The goal of this project is to reconsider this received wisdom and question whether the grip of parties over candidates in CLPR systems is as strong as the conventional wisdom discussed above suggests.
Professor Monika Nalepa together with CISSR visitor, Jose Antonio Cheibub will organize a workshop at CISSR to explore whether the contrast between CLPR and OLPR has been overestimated in both the electoral and legislative arenas. The invited papers from a team of international political scientists will investigate why parties may play a relevant role in affecting candidate behavior in OLPR, both during the campaign and in the legislature.
2018-19 Abstract: Transitional Justice and the Quality of Democratic Representation
How do former authoritarian elites utilize the secret information acquired by the former enforcement apparatus associated with their respective regimes? I seek to learn whether such information can be used to blackmail politicians to make policy concessions, or whether previously undisclosed information about human rights abuses can jeopardize a new democracy's chances of survival. This line of research marks a new direction in comparative politics that examines the relationship between transitional justice (TJ) and the quality of democratic representation. It focuses on policies aimed at vetting political candidates for acts of collaboration with the authoritarian regime, and possible human rights violations committed in the past. This process is known as lustration. Revealing evidence of past authoritarian wrongs may prevent former authoritarian elites from influencing policy in new democracies. In preliminary work, I show that former authoritarian elites' influence tends to decrease with severity of transitional justice, but increases as voters view politicians' involvement with the former authoritarian regime as an important issue. The work also suggests that the effectiveness of TJ policies is reduced in the absence of a free press, as the media's inability to uncover empty threats which allows former autocrats to extract policy concessions. Surprisingly, the magnitude of ideological differences between current politicians and successors of authoritarian elites has no bearing on the ability of former autocrats to extract such concessions. This research will work to develop stronger measure of TJ severity to help evaluate how transitional justice can contribute to stable democratic transitions.
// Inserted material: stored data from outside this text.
use tracing::debug;

use super::{Accumulator, DataSink};
use crate::{
    format::Token, payload::Encoding, registry::ProviderOverride, Header, Jws, Key, Payload,
    Result, SignOptions,
};

/// Configuration of a [`SignStream`].
#[derive(Debug, Clone, Default)]
pub struct SignStreamOptions {
    /// The header. Must carry an `alg` parameter.
    pub header: Header,
    /// Pre-populates the payload sink.
    pub payload: Option<Payload>,
    /// Pre-populates the key sink.
    pub key: Option<Key>,
    /// How the textual payload becomes bytes. Streamed bytes that form
    /// valid UTF-8 are treated as text, anything else is signed as is.
    pub encoding: Encoding,
    /// A provider asked before the engine's registry.
    pub provider: Option<ProviderOverride>,
}

impl SignStreamOptions {
    /// Streams both the payload and the key.
    pub fn new(header: Header) -> Self {
        Self {
            header,
            ..Self::default()
        }
    }

    /// Pre-populates the payload.
    #[must_use]
    pub fn with_payload(mut self, payload: impl Into<Payload>) -> Self {
        self.payload = Some(payload.into());
        self
    }

    /// Pre-populates the key.
    #[must_use]
    pub fn with_key(mut self, key: impl Into<Key>) -> Self {
        self.key = Some(key.into());
        self
    }

    /// Sets the encoding of the textual payload.
    #[must_use]
    pub fn with_encoding(mut self, encoding: Encoding) -> Self {
        self.encoding = encoding;
        self
    }

    /// Sets a provider asked before the engine's registry.
    #[must_use]
    pub fn with_provider(mut self, provider: ProviderOverride) -> Self {
        self.provider = Some(provider);
        self
    }
}

/// A signing pipeline fed through a payload and a key sink.
#[derive(Debug)]
pub struct SignStream {
    payload: DataSink,
    key: DataSink,
    accumulator: Accumulator<Token>,
}

impl SignStream {
    /// The sink collecting the payload bytes.
    pub const fn payload(&self) -> &DataSink {
        &self.payload
    }

    /// The sink collecting the key material.
    pub const fn key(&self) -> &DataSink {
        &self.key
    }

    /// Whether both sinks are closed and signing has started.
    pub fn has_fired(&self) -> bool {
        self.accumulator.has_fired()
    }

    /// Waits for both sinks and returns the token.
    ///
    /// The token is the same one-shot [`Jws::sign`] produces for the
    /// collected bytes.
    ///
    /// # Errors
    ///
    /// Returns [`Error::PipelineAbandoned`](crate::Error::PipelineAbandoned)
    /// if an open sink is dropped, and any error of [`Jws::sign`].
    pub async fn finish(self) -> Result<Token> {
        let Self {
            payload,
            key,
            accumulator,
        } = self;
        // handles the caller cloned keep the pipeline alive
        drop((payload, key));
        accumulator.finish().await
    }

    /// Signs and writes the token into `sink`, closing it.
    ///
    /// # Errors
    ///
    /// Same as [`finish`](Self::finish), and
    /// [`Error::SinkClosed`](crate::Error::SinkClosed) if `sink` is closed
    /// already.
    pub async fn pipe_to(self, sink: &DataSink) -> Result<Token> {
        let token = self.finish().await?;
        sink.end(token.as_str())?;
        Ok(token)
    }
}

impl Jws {
    /// Starts a signing pipeline.
    ///
    /// # Errors
    ///
    /// Returns [`Error::Serialize`](crate::Error::Serialize) if a
    /// pre-populated JSON payload cannot be serialized. A payload that is
    /// not valid for the encoding fails [`SignStream::finish`].
    pub fn create_sign(&self, options: SignStreamOptions) -> Result<SignStream> {
        let SignStreamOptions {
            header,
            payload: prefilled,
            key,
            encoding,
            provider,
        } = options;

        // the sink holds the text, the encoding is applied once when signing
        let payload = match prefilled {
            Some(ref payload) => DataSink::ready(payload.to_bytes(Encoding::Utf8)?),
            None => DataSink::new(),
        };
        let key = match key {
            Some(key) => DataSink::ready(key.expose()),
            None => DataSink::new(),
        };

        debug!(
            payload_ready = payload.is_closed(),
            key_ready = key.is_closed(),
            ?encoding,
            "created sign stream"
        );

        let jws = self.clone();
        let accumulator = Accumulator::new(&payload, &key, move |payload, key| async move {
            let payload = prefilled.unwrap_or_else(|| Payload::from_decoded(payload));
            let mut options = SignOptions::new(header, payload, key).with_encoding(encoding);
            options.provider = provider;
            jws.sign(options).await
        });

        Ok(SignStream {
            payload,
            key,
            accumulator,
        })
    }
}
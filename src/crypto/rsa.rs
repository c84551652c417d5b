//! The primitives for working with [RSA] signatures.
//!
//! [RSA]: https://en.wikipedia.org/wiki/RSA_cryptosystem

use core::fmt;

use super::backend::{
    interface::{
        self,
        rsa::{PrivateKey as _, PublicKey as _},
    },
    Backend,
};
use crate::{crypto::Result, jwa};

type BackendPublicKey = <Backend as interface::Backend>::RsaPublicKey;
type BackendPrivateKey = <Backend as interface::Backend>::RsaPrivateKey;

/// The returned signature from a sign operation.
#[repr(transparent)]
pub struct Signature {
    inner: <BackendPrivateKey as interface::rsa::PrivateKey>::Signature,
}

impl From<Signature> for Vec<u8> {
    fn from(value: Signature) -> Self {
        value.inner.into()
    }
}

impl AsRef<[u8]> for Signature {
    fn as_ref(&self) -> &[u8] {
        self.inner.as_ref()
    }
}

impl fmt::Debug for Signature {
    fn fmt(&self, f: &mut fmt::Formatter<'_>) -> fmt::Result {
        fmt::Debug::fmt(self.as_ref(), f)
    }
}

/// The RSA public key type.
pub struct PublicKey {
    inner: BackendPublicKey,
}

impl PublicKey {
    /// Parses a PEM encoded public key.
    ///
    /// SPKI (`PUBLIC KEY`) and PKCS#1 (`RSA PUBLIC KEY`) are accepted. If
    /// neither matches, the PEM is tried as a private key and its public
    /// half is used.
    ///
    /// # Errors
    ///
    /// Returns an error if `pem` is no RSA key in any of these formats.
    pub fn from_pem(pem: &str) -> Result<Self> {
        match BackendPublicKey::from_pem(pem) {
            Ok(inner) => Ok(Self { inner }),
            Err(err) => PrivateKey::from_pem(pem)
                .map(|key| key.to_public_key())
                .map_err(|_| err),
        }
    }

    /// Verifies `signature` over `msg`.
    ///
    /// # Errors
    ///
    /// Returns an error if the crypto backend failed to run the check. An
    /// invalid signature is `Ok(false)`.
    pub fn verify(
        &mut self,
        alg: jwa::RsassaPkcs1V1_5,
        msg: &[u8],
        signature: &[u8],
    ) -> Result<bool> {
        self.inner.verify(alg, msg, signature)
    }
}

impl fmt::Debug for PublicKey {
    fn fmt(&self, f: &mut fmt::Formatter<'_>) -> fmt::Result {
        f.debug_struct("PublicKey").finish_non_exhaustive()
    }
}

/// The RSA private key type.
pub struct PrivateKey {
    inner: BackendPrivateKey,
}

impl PrivateKey {
    /// Parses a PEM encoded PKCS#8 (`PRIVATE KEY`) or PKCS#1
    /// (`RSA PRIVATE KEY`) private key.
    ///
    /// # Errors
    ///
    /// Returns an error if `pem` is no RSA private key in these formats.
    pub fn from_pem(pem: &str) -> Result<Self> {
        Ok(Self {
            inner: BackendPrivateKey::from_pem(pem)?,
        })
    }

    /// Returns the public half of this key.
    pub fn to_public_key(&self) -> PublicKey {
        PublicKey {
            inner: self.inner.to_public_key(),
        }
    }

    /// Signs `data`.
    ///
    /// # Errors
    ///
    /// Returns an error if the crypto backend failed to sign.
    pub fn sign(&mut self, alg: jwa::RsassaPkcs1V1_5, data: &[u8]) -> Result<Signature> {
        Ok(Signature {
            inner: self.inner.sign(alg, data)?,
        })
    }
}

impl fmt::Debug for PrivateKey {
    fn fmt(&self, f: &mut fmt::Formatter<'_>) -> fmt::Result {
        f.debug_struct("PrivateKey").finish_non_exhaustive()
    }
}
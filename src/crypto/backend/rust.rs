//! This backend implements the primitives using the [RustCrypto] ecosystem.
//!
//! [RustCrypto]: https://github.com/RustCrypto

use thiserror::Error;

use super::interface;

pub(crate) mod ec;
pub(crate) mod hmac;
pub(crate) mod rsa;

/// The errors that can be produced by the rust crypto backend.
#[derive(Debug, Error)]
pub(crate) enum BackendError {
    /// The error returned if the key is invalid.
    #[error("invalid key length")]
    InvalidLength,

    /// None of the accepted PEM formats matched the key material.
    #[error("key is not a PEM encoded {0}")]
    InvalidKey(&'static str),

    /// RSA operation failed.
    #[error("an RSA operation failed")]
    Rsa(#[source] ::rsa::errors::Error),

    /// ECDSA operation failed.
    #[error("an ECDSA operation failed")]
    Ecdsa(#[source] signature::Error),
}

impl From<digest::InvalidLength> for BackendError {
    fn from(_: digest::InvalidLength) -> Self {
        Self::InvalidLength
    }
}

impl From<::rsa::errors::Error> for BackendError {
    fn from(x: ::rsa::errors::Error) -> Self {
        Self::Rsa(x)
    }
}

impl From<signature::Error> for BackendError {
    fn from(x: signature::Error) -> Self {
        Self::Ecdsa(x)
    }
}

/// The [RustCrypto] based backend.
///
/// [RustCrypto]: https://github.com/RustCrypto
#[derive(Debug)]
pub(crate) enum Backend {}

impl interface::Backend for Backend {
    type EcPrivateKey = ec::PrivateKey;
    type EcPublicKey = ec::PublicKey;
    type Error = BackendError;
    type HmacKey = hmac::Key;
    type RsaPrivateKey = rsa::PrivateKey;
    type RsaPublicKey = rsa::PublicKey;
}
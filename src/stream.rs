//! Incremental signing and verifying.
//!
//! A pipeline owns two [`DataSink`]s. Callers write into them in as many
//! chunks as they like, from wherever they like, and close them when they are
//! done. Once both are closed an [`Accumulator`] hands their contents to the
//! operation, whose result comes out of the pipeline's `finish`.
//!
//! ```
//! # #[tokio::main(flavor = "current_thread")]
//! # async fn main() -> jws::Result<()> {
//! use jws::{
//!     stream::{SignStreamOptions, VerifyStreamOptions},
//!     Header, Jws,
//! };
//!
//! let jws = Jws::default();
//!
//! let signing = jws.create_sign(SignStreamOptions::new(Header::new("HS256")))?;
//! signing.payload().write(b"hello ")?;
//! signing.payload().end(b"world")?;
//! signing.key().end(b"secret")?;
//!
//! let verifying = jws.create_verify(
//!     VerifyStreamOptions::new("HS256").with_key("secret"),
//! );
//! signing.pipe_to(verifying.signature()).await?;
//!
//! assert!(verifying.finish().await?.valid);
//! # Ok(())
//! # }
//! ```

mod gate;
mod sign;
mod sink;
mod verify;

pub use self::{
    gate::Accumulator,
    sign::{SignStream, SignStreamOptions},
    sink::{DataSink, SinkState},
    verify::{Verification, VerifyStream, VerifyStreamOptions},
};
/// Digital Signature with ECDSA as defined in [section 3.4 of RFC 7518]
///
/// [section 3.4 of RFC 7518]: <https://datatracker.ietf.org/doc/html/rfc7518#section-3.4>
#[derive(Debug, Clone, Copy, PartialEq, Eq, Hash)]
pub enum EcDSA {
    /// ECDSA using P-256 and SHA-256
    Es256,
    /// ECDSA using P-384 and SHA-384
    Es384,
    /// ECDSA using P-521 and SHA-512
    Es512,
}

impl EcDSA {
    /// The name of the curve used by this variant.
    pub const fn curve(self) -> &'static str {
        match self {
            EcDSA::Es256 => "P-256",
            EcDSA::Es384 => "P-384",
            EcDSA::Es512 => "P-521",
        }
    }

    /// The length of a signature, `r || s` with both halves padded to the
    /// size of the curve's field, in bytes.
    pub const fn signature_size(self) -> usize {
        match self {
            EcDSA::Es256 => 64,
            EcDSA::Es384 => 96,
            EcDSA::Es512 => 132,
        }
    }
}
//! This backend is a dummy backend, that will return an error for all
//! methods.
//!
//! It is selected when no real backend is enabled, so that algorithms
//! supplied by the caller keep working.

use super::interface;
use crate::{crypto::Result, jwa};

#[derive(Debug, thiserror::Error)]
#[error("the dummy crypto backend does not support any operations")]
pub(crate) struct Error;

/// The dummy backend.
#[derive(Debug)]
pub(crate) enum Backend {}

impl interface::Backend for Backend {
    type EcPrivateKey = DummyKey;
    type EcPublicKey = DummyKey;
    type Error = Error;
    type HmacKey = DummyKey;
    type RsaPrivateKey = DummyKey;
    type RsaPublicKey = DummyKey;
}

/// A key that can never be constructed.
#[derive(Debug, Clone, PartialEq, Eq)]
pub(crate) struct DummyKey {
    _private: (),
}

impl interface::hmac::Key for DummyKey {
    type Signature = Vec<u8>;

    fn new(_: jwa::Hmac, _: &[u8]) -> Result<Self> {
        Err(Error.into())
    }

    fn sign(&mut self, _: &[u8]) -> Result<Self::Signature> {
        Err(Error.into())
    }
}

impl interface::rsa::PrivateKey for DummyKey {
    type PublicKey = DummyKey;
    type Signature = Vec<u8>;

    fn from_pem(_: &str) -> Result<Self> {
        Err(Error.into())
    }

    fn to_public_key(&self) -> Self::PublicKey {
        self.clone()
    }

    fn sign(&mut self, _: jwa::RsassaPkcs1V1_5, _: &[u8]) -> Result<Self::Signature> {
        Err(Error.into())
    }
}

impl interface::rsa::PublicKey for DummyKey {
    fn from_pem(_: &str) -> Result<Self> {
        Err(Error.into())
    }

    fn verify(&mut self, _: jwa::RsassaPkcs1V1_5, _: &[u8], _: &[u8]) -> Result<bool> {
        Err(Error.into())
    }
}

impl interface::ec::PrivateKey for DummyKey {
    type PublicKey = DummyKey;
    type Signature = Vec<u8>;

    fn from_pem(_: jwa::EcDSA, _: &str) -> Result<Self> {
        Err(Error.into())
    }

    fn to_public_key(&self) -> Self::PublicKey {
        self.clone()
    }

    fn sign(&mut self, _: &[u8]) -> Result<Self::Signature> {
        Err(Error.into())
    }
}

impl interface::ec::PublicKey for DummyKey {
    fn from_pem(_: jwa::EcDSA, _: &str) -> Result<Self> {
        Err(Error.into())
    }

    fn verify(&mut self, _: &[u8], _: &[u8]) -> Result<bool> {
        Err(Error.into())
    }
}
2019-20 Abstract: Autocratic Regime Institutionalization: A Global Dataset
Despite the increasing prominence of studies focusing on authoritarian institutions, accurate measures of autocratic regime institutionalization have yet to be developed, leaving researchers to depend on poor proxies for real institutional strength. In this ongoing project, Monika Nalepa and collaborators hope to fill in this missing data gap by developing a global dataset of autocratic regime institutionalization in which each country-year combination from 1960 to 2015 is scored across various dimensions of institutionalization.
2020-21 Abstract: Transitional Justice and Democratic Stability Lab
Transitional Justice, that is the act of reckoning with a former authoritarian regime after it has ceased to exist, has direct implications for democratic processes. It influences who decides to go into politics, shapes politicians' behavior while in office, and, finally, influences how they delegate policy decisions. That is why mechanisms of transitional justice far from being the epilogue of an outgoing authoritarian regime are a constitutive part of the new democratic order. How successful these democracies become at staying democracies and their overall quality is a direct consequence of transitional justice. Monika Nalepa’s is currently working on a project to test a theoretical model of post-authoritarian purges by examining the relationship between post-authoritarian purges and the quality of democracy in countries that have transitioned from authoritarian rule.